# SystemTray ToolTip



## keiler (5. März 2003)

Hey Leute
Wie bekomme ich es hin, daß sich ein Tooltip, der sich über dem Icon eines Programmes in der Systemtray öffnet, ständig aktualisiert?
Ich habe da derzeit eine Funktion stehen, die die Zeit ausliest und anzeigt. Allerdings steht da diese Uhrzeit die ganze Zeit da. Sie wird erst aktualisiert, sobald ich das Programm wieder maximiert habe. Nach einem weiteren Minimieren steht zwar die "aktuellere" Uhrzeit da, jedoch bleibt diese wiederum stehen.
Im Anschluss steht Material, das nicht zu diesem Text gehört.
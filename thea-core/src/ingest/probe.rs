//! Technical metadata probing via the external `ffprobe` binary.

use std::path::{Path, PathBuf};

use serde::Deserialize;
use tokio::process::Command;

use crate::{CoreError, Result};

#[derive(Debug, Deserialize)]
struct ProbeOutput {
    #[serde(default)]
    streams: Vec<ProbeStream>,
    format: Option<ProbeFormat>,
}

#[derive(Debug, Deserialize)]
struct ProbeStream {
    codec_type: Option<String>,
    width: Option<u32>,
    height: Option<u32>,
    duration: Option<String>,
}

#[derive(Debug, Deserialize)]
struct ProbeFormat {
    duration: Option<String>,
}

/// Frame geometry and runtime of a media file.
#[derive(Debug, Clone, Copy, PartialEq, Eq)]
pub struct ProbedVideo {
    pub width: u32,
    pub height: u32,
    pub runtime_secs: u32,
}

#[derive(Debug, Clone)]
pub struct Prober {
    ffprobe_path: PathBuf,
}

impl Prober {
    pub fn new(ffprobe_path: impl Into<PathBuf>) -> Self {
        Self {
            ffprobe_path: ffprobe_path.into(),
        }
    }

    /// Run ffprobe against `path` and pull the first video stream's geometry
    /// plus the container duration.
    pub async fn probe(&self, path: &Path) -> Result<ProbedVideo> {
        let output = Command::new(&self.ffprobe_path)
            .args([
                "-v",
                "quiet",
                "-print_format",
                "json",
                "-show_format",
                "-show_streams",
            ])
            .arg(path)
            .output()
            .await?;

        if !output.status.success() {
            let stderr = String::from_utf8_lossy(&output.stderr);
            return Err(CoreError::Scrape {
                path: path.display().to_string(),
                message: format!(
                    "ffprobe exited with {}: {}",
                    output.status,
                    stderr.trim()
                ),
            });
        }

        let parsed: ProbeOutput = serde_json::from_slice(&output.stdout)?;
        extract_video(&parsed).ok_or_else(|| CoreError::Scrape {
            path: path.display().to_string(),
            message: "no video stream found".to_string(),
        })
    }
}

fn extract_video(parsed: &ProbeOutput) -> Option<ProbedVideo> {
    let stream = parsed
        .streams
        .iter()
        .find(|stream| stream.codec_type.as_deref() == Some("video"))?;
    let width = stream.width?;
    let height = stream.height?;

    let duration = stream
        .duration
        .as_deref()
        .or(parsed.format.as_ref().and_then(|format| format.duration.as_deref()))
        .and_then(|raw| raw.parse::<f64>().ok())
        .unwrap_or(0.0);

    Some(ProbedVideo {
        width,
        height,
        runtime_secs: duration.round() as u32,
    })
}

#[cfg(test)]
mod tests {
    use super::*;

    #[test]
    fn extracts_first_video_stream_and_format_duration() {
        let parsed: ProbeOutput = serde_json::from_str(
            r#"{
                "streams": [
                    {"codec_type": "audio", "duration": "10.0"},
                    {"codec_type": "video", "width": 1920, "height": 1080}
                ],
                "format": {"duration": "5400.72"}
            }"#,
        )
        .unwrap();

        let video = extract_video(&parsed).unwrap();
        assert_eq!(video.width, 1920);
        assert_eq!(video.height, 1080);
        assert_eq!(video.runtime_secs, 5401);
    }

    #[test]
    fn stream_duration_wins_over_format() {
        let parsed: ProbeOutput = serde_json::from_str(
            r#"{
                "streams": [
                    {"codec_type": "video", "width": 640, "height": 480, "duration": "60.0"}
                ],
                "format": {"duration": "99.0"}
            }"#,
        )
        .unwrap();

        assert_eq!(extract_video(&parsed).unwrap().runtime_secs, 60);
    }

    #[test]
    fn missing_video_stream_is_none() {
        let parsed: ProbeOutput =
            serde_json::from_str(r#"{"streams": [{"codec_type": "audio"}]}"#).unwrap();
        assert!(extract_video(&parsed).is_none());
    }
}
//! File-derived metadata scraping: filename parsing plus an ffprobe pass.

use std::path::{Path, PathBuf};

use async_trait::async_trait;

use crate::ingest::parser;
use crate::ingest::probe::Prober;
use crate::{CoreError, Result};

#[cfg(test)]
use mockall::automock;

/// Everything the pipeline can learn about a source file without asking the
/// external catalogue.
#[derive(Debug, Clone, PartialEq, Eq)]
pub struct FileMetadata {
    pub title: String,
    pub episodic: bool,
    pub season: Option<u32>,
    pub episode: Option<u32>,
    pub year: Option<u16>,
    pub frame_width: u32,
    pub frame_height: u32,
    pub runtime_secs: u32,
    pub path: PathBuf,
}

#[cfg_attr(test, automock)]
#[async_trait]
pub trait MediaScraper: Send + Sync {
    async fn scrape(&self, path: &Path) -> Result<FileMetadata>;
}

/// Production scraper: the release-name parser supplies title and numbering,
/// ffprobe supplies frame geometry and runtime.
#[derive(Debug, Clone)]
pub struct FfprobeScraper {
    prober: Prober,
}

impl FfprobeScraper {
    pub fn new(ffprobe_path: impl Into<PathBuf>) -> Self {
        Self {
            prober: Prober::new(ffprobe_path),
        }
    }
}

#[async_trait]
impl MediaScraper for FfprobeScraper {
    async fn scrape(&self, path: &Path) -> Result<FileMetadata> {
        let parsed = parser::parse_file_name(path).ok_or_else(|| CoreError::Scrape {
            path: path.display().to_string(),
            message: "file name yields no usable title".to_string(),
        })?;

        let video = self.prober.probe(path).await?;

        Ok(FileMetadata {
            title: parsed.title,
            episodic: parsed.episodic,
            season: parsed.season,
            episode: parsed.episode,
            year: parsed.year,
            frame_width: video.width,
            frame_height: video.height,
            runtime_secs: video.runtime_secs,
            path: path.to_path_buf(),
        })
    }
}
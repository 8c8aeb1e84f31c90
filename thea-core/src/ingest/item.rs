use std::path::PathBuf;

use chrono::{DateTime, Utc};
use serde::{Deserialize, Serialize};

use crate::trouble::Trouble;
use thea_model::{ExternalId, ItemId};

/// Lifecycle of a tracked source file.
#[derive(Debug, Clone, Copy, PartialEq, Eq, Serialize, Deserialize)]
#[serde(rename_all = "kebab-case")]
pub enum ItemState {
    /// Recently modified; held until writes have settled.
    ImportHold,
    /// Ready for a worker to claim.
    Idle,
    /// Owned by exactly one worker.
    Ingesting,
    /// Failed recoverably; waiting on operator resolution.
    Troubled,
    /// Persisted; about to leave the queue.
    Complete,
}

/// In-memory tracking record for one discovered file progressing toward
/// persistence.
#[derive(Debug, Clone)]
pub struct IngestItem {
    pub id: ItemId,
    pub path: PathBuf,
    pub state: ItemState,
    pub trouble: Option<Trouble>,
    /// Operator-specified catalogue id; when set, the search step is skipped.
    pub override_id: Option<ExternalId>,
    pub modified_at: DateTime<Utc>,
}

impl IngestItem {
    pub fn new(path: PathBuf, state: ItemState, modified_at: DateTime<Utc>) -> Self {
        Self {
            id: ItemId::new(),
            path,
            state,
            trouble: None,
            override_id: None,
            modified_at,
        }
    }
}
use std::path::PathBuf;

use chrono::{DateTime, Utc};
use serde::{Deserialize, Serialize};

use crate::ids::{MediaId, TargetId, TaskId};

/// Persisted record of one finished transcode. At most one exists per
/// (media, target) pair.
#[derive(Debug, Clone, PartialEq, Serialize, Deserialize)]
pub struct CompletedTranscode {
    pub id: TaskId,
    pub media_id: MediaId,
    pub target_id: TargetId,
    pub output_path: PathBuf,
    pub completed_at: DateTime<Utc>,
}
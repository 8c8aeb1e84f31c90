use serde::{Deserialize, Serialize};

use crate::ids::{TargetId, WorkflowId};

/// Field of a media container a criterion inspects.
#[derive(Debug, Clone, Copy, PartialEq, Eq, Hash, Serialize, Deserialize)]
#[serde(rename_all = "kebab-case")]
pub enum CriterionKey {
    MediaTitle,
    SeriesTitle,
    SeasonTitle,
    Resolution,
    SeasonNumber,
    EpisodeNumber,
    SourcePath,
    SourceName,
    SourceExtension,
}

impl CriterionKey {
    /// Numeric keys accept the integer comparison kinds; everything else is a
    /// string key and only accepts the pattern kinds.
    pub fn is_numeric(self) -> bool {
        matches!(
            self,
            Self::Resolution | Self::SeasonNumber | Self::EpisodeNumber
        )
    }
}

/// Comparison applied by a criterion.
#[derive(Debug, Clone, Copy, PartialEq, Eq, Hash, Serialize, Deserialize)]
#[serde(rename_all = "kebab-case")]
pub enum CriterionKind {
    Equals,
    NotEquals,
    Matches,
    DoesNotMatch,
    LessThan,
    GreaterThan,
    IsPresent,
    IsNotPresent,
}

/// Operand carried by a criterion. Presence checks carry none; integer
/// comparisons carry an integer; pattern comparisons carry a string, which is
/// treated as a regex when wrapped in `/.../`.
#[derive(Debug, Clone, PartialEq, Serialize, Deserialize)]
#[serde(untagged)]
pub enum CriterionValue {
    Int(i64),
    Str(String),
    None,
}

/// How a criterion joins with the one after it.
#[derive(Debug, Clone, Copy, PartialEq, Eq, Serialize, Deserialize)]
#[serde(rename_all = "UPPERCASE")]
pub enum CombineOp {
    And,
    Or,
}

#[derive(Debug, Clone, PartialEq, Serialize, Deserialize)]
pub struct MatchCriterion {
    pub key: CriterionKey,
    pub kind: CriterionKind,
    pub value: CriterionValue,
    pub combine: CombineOp,
}

/// Named, ordered list of match criteria plus the targets to transcode to
/// when a container matches.
#[derive(Debug, Clone, PartialEq, Serialize, Deserialize)]
pub struct Workflow {
    pub id: WorkflowId,
    pub label: String,
    pub enabled: bool,
    pub criteria: Vec<MatchCriterion>,
    pub target_ids: Vec<TargetId>,
}
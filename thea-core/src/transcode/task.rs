//! State machine around one transcoder invocation for one (media, target)
//! pair.

use std::path::{Path, PathBuf};
use std::sync::atomic::{AtomicU32, Ordering};
use std::sync::{Arc, Mutex};

use serde::{Deserialize, Serialize};
use tokio::sync::mpsc;
use tokio_util::sync::CancellationToken;
use tracing::{debug, warn};

use crate::transcode::ffmpeg::{ProgressSink, RunOutcome, TranscodeInvocation, TranscodeRunner};
use crate::trouble::{Trouble, TroubleKind};
use crate::{CoreError, Result};
use thea_model::{MediaContainer, MediaId, TargetId, TaskId, TranscodeProgress, TranscodeTarget};

#[derive(Debug, Clone, Copy, PartialEq, Eq, Serialize, Deserialize)]
#[serde(rename_all = "kebab-case")]
pub enum TaskState {
    /// Queued; not yet admitted under the thread budget.
    Waiting,
    /// The transcoder process is running.
    Working,
    /// The transcoder process is stopped mid-flight.
    Suspended,
    /// Failed recoverably; waiting on operator resolution.
    Troubled,
    Cancelled,
    Complete,
}

impl TaskState {
    /// Terminal tasks are removed from the queue (complete ones after their
    /// record is persisted).
    pub fn is_terminal(self) -> bool {
        matches!(self, Self::Cancelled | Self::Complete)
    }
}

/// In-memory tracking record for one external transcoder invocation.
pub struct TranscodeTask {
    pub id: TaskId,
    media: MediaContainer,
    target: TranscodeTarget,
    output_path: PathBuf,
    state: Mutex<TaskState>,
    progress: Mutex<Option<TranscodeProgress>>,
    trouble: Mutex<Option<Trouble>>,
    cancel: CancellationToken,
    pid: Arc<AtomicU32>,
}

impl std::fmt::Debug for TranscodeTask {
    fn fmt(&self, f: &mut std::fmt::Formatter<'_>) -> std::fmt::Result {
        f.debug_struct("TranscodeTask")
            .field("id", &self.id)
            .field("media", &self.media.id())
            .field("target", &self.target.id)
            .field("state", &self.state())
            .finish()
    }
}

impl TranscodeTask {
    pub fn new(
        media: MediaContainer,
        target: TranscodeTarget,
        output_root: &Path,
        cancel: CancellationToken,
    ) -> Self {
        let output_path = output_root
            .join(media.id().to_string())
            .join(format!("{}.{}", target.id, target.extension));
        Self {
            id: TaskId::new(),
            media,
            target,
            output_path,
            state: Mutex::new(TaskState::Waiting),
            progress: Mutex::new(None),
            trouble: Mutex::new(None),
            cancel,
            pid: Arc::new(AtomicU32::new(0)),
        }
    }

    pub fn media_id(&self) -> MediaId {
        self.media.id()
    }

    pub fn target_id(&self) -> TargetId {
        self.target.id
    }

    pub fn output_path(&self) -> &Path {
        &self.output_path
    }

    pub fn required_threads(&self) -> u32 {
        self.target.required_threads.max(1)
    }

    pub fn state(&self) -> TaskState {
        *self.state.lock().expect("task state lock poisoned")
    }

    pub(crate) fn set_state(&self, state: TaskState) {
        *self.state.lock().expect("task state lock poisoned") = state;
    }

    pub fn progress(&self) -> Option<TranscodeProgress> {
        self.progress.lock().expect("task progress lock poisoned").clone()
    }

    pub fn trouble(&self) -> Option<Trouble> {
        self.trouble.lock().expect("task trouble lock poisoned").clone()
    }

    pub(crate) fn clear_trouble(&self) {
        *self.trouble.lock().expect("task trouble lock poisoned") = None;
    }

    /// Interrupt the running transcoder. The task cleans up its partial
    /// output on the way to `Cancelled`. Suspended processes are continued
    /// first so they can observe the kill.
    pub fn cancel(&self) {
        if self.state() == TaskState::Suspended {
            let _ = self.signal_child(ChildSignal::Continue);
        }
        self.cancel.cancel();
    }

    /// Stop the transcoder process without giving up the thread budget.
    pub fn suspend(&self) -> Result<()> {
        if self.state() != TaskState::Working {
            return Err(CoreError::Internal("only working tasks can suspend".to_string()));
        }
        self.signal_child(ChildSignal::Stop)?;
        self.set_state(TaskState::Suspended);
        Ok(())
    }

    pub fn resume(&self) -> Result<()> {
        if self.state() != TaskState::Suspended {
            return Err(CoreError::Internal("only suspended tasks can resume".to_string()));
        }
        self.signal_child(ChildSignal::Continue)?;
        self.set_state(TaskState::Working);
        Ok(())
    }

    #[cfg(unix)]
    fn signal_child(&self, signal: ChildSignal) -> Result<()> {
        use nix::sys::signal::{Signal, kill};
        use nix::unistd::Pid;

        let pid = self.pid.load(Ordering::SeqCst);
        if pid == 0 {
            return Err(CoreError::Internal("no transcoder process to signal".to_string()));
        }
        let signal = match signal {
            ChildSignal::Stop => Signal::SIGTSTP,
            ChildSignal::Continue => Signal::SIGCONT,
        };
        kill(Pid::from_raw(pid as i32), signal)
            .map_err(|err| CoreError::Internal(format!("failed to signal transcoder: {err}")))
    }

    #[cfg(not(unix))]
    fn signal_child(&self, _signal: ChildSignal) -> Result<()> {
        Err(CoreError::Internal(
            "transcoder suspension is unsupported on this platform".to_string(),
        ))
    }

    /// Drive the external transcoder to a terminal or troubled state. Each
    /// parsed progress snapshot lands on the task and tickles `changes`; the
    /// caller observes the final state through the same channel once this
    /// returns.
    pub(crate) async fn run(
        self: &Arc<Self>,
        runner: Arc<dyn TranscodeRunner>,
        changes: mpsc::Sender<TaskId>,
    ) {
        let outcome = self.execute(runner, changes).await;

        match outcome {
            Ok(RunOutcome::Completed) => match tokio::fs::metadata(&self.output_path).await {
                Ok(meta) if meta.len() > 0 => self.set_state(TaskState::Complete),
                _ => self.fail("transcoder exited cleanly but produced no output"),
            },
            Ok(RunOutcome::Cancelled) => {
                if let Err(err) = tokio::fs::remove_file(&self.output_path).await
                    && err.kind() != std::io::ErrorKind::NotFound
                {
                    warn!(task = %self.id, error = %err, "failed to remove partial output");
                }
                self.set_state(TaskState::Cancelled);
            }
            Ok(RunOutcome::Failed { message }) => self.fail(message),
            Err(err) => self.fail(err.to_string()),
        }
    }

    async fn execute(
        self: &Arc<Self>,
        runner: Arc<dyn TranscodeRunner>,
        changes: mpsc::Sender<TaskId>,
    ) -> Result<RunOutcome> {
        self.preflight().await?;

        let task = Arc::clone(self);
        let sink: ProgressSink = Arc::new(move |snapshot| {
            *task.progress.lock().expect("task progress lock poisoned") = Some(snapshot);
            // Full channels mean the scheduler is already about to look.
            let _ = changes.try_send(task.id);
        });

        let invocation = TranscodeInvocation {
            source: self.media.source_path().to_path_buf(),
            output: self.output_path.clone(),
            arguments: self.target.arguments.clone(),
            runtime_secs: source_runtime_secs(&self.media),
        };

        runner
            .run(invocation, sink, self.cancel.clone(), Arc::clone(&self.pid))
            .await
    }

    /// Output-side checks before spawning: only mp4 containers are produced,
    /// the source must still exist, and a stale output from an earlier failed
    /// run is removed.
    async fn preflight(&self) -> Result<()> {
        if !self.target.extension.eq_ignore_ascii_case("mp4") {
            return Err(CoreError::Transcoder(format!(
                "target {} wants a .{} container; only mp4 output is supported",
                self.target.label, self.target.extension
            )));
        }

        if !tokio::fs::try_exists(self.media.source_path()).await? {
            return Err(CoreError::Transcoder(format!(
                "source file {} no longer exists",
                self.media.source_path().display()
            )));
        }

        if let Some(parent) = self.output_path.parent() {
            tokio::fs::create_dir_all(parent).await?;
        }

        if tokio::fs::try_exists(&self.output_path).await? {
            debug!(output = %self.output_path.display(), "removing stale output file");
            tokio::fs::remove_file(&self.output_path).await?;
        }
        Ok(())
    }

    fn fail(&self, message: impl Into<String>) {
        let message = message.into();
        *self.trouble.lock().expect("task trouble lock poisoned") =
            Some(Trouble::new(TroubleKind::TranscodeFailure, message));
        self.set_state(TaskState::Troubled);
    }
}

enum ChildSignal {
    Stop,
    Continue,
}

fn source_runtime_secs(media: &MediaContainer) -> u32 {
    match media {
        MediaContainer::Movie(movie) => movie.runtime_secs,
        MediaContainer::Episode { episode, .. } => episode.runtime_secs,
    }
}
Kann mir da jemand helfen, wie ich so etwas genauer angehen könnte?
Danke im Vorraus!


----------



## CyRo (7. März 2003)

> _Original geschrieben von keiler _
> *Hey Leute
> Wie bekomme ich es hin, daß sich ein Tooltip, der sich über dem Icon eines Programmes in der Systemtray öffnet, ständig aktualisiert?
> Ich habe da derzeit eine Funktion stehen, die die Zeit ausliest und anzeigt. Allerdings steht da diese Uhrzeit die ganze Zeit da. Sie wird erst aktualisiert, sobald ich das Programm wieder maximiert habe. Nach einem weiteren Minimieren steht zwar die "aktuellere" Uhrzeit da, jedoch bleibt diese wiederum stehen. Kann mir da jemand helfen, wie ich so etwas genauer angehen könnte?
> Danke im Vorraus! *



Ich kann dir zwar nicht helfen aber habe eine frage: Welchen Befehl nimmst du um das Programm zu Maxi/Minimieren ??? Ich habe VB .NET und habe noch keinen Befehl dafür gefunden. Danke schonma im Vorraus


----------



## keiler (8. März 2003)

das hier steht bei mir drinnen bzgl. minimieren (hab ich mal auf so einer anderen tutorial seite gefunden). Du musst eben eben noch einen Button mit der Bezeichnung cmdMinimizeMe erstellen.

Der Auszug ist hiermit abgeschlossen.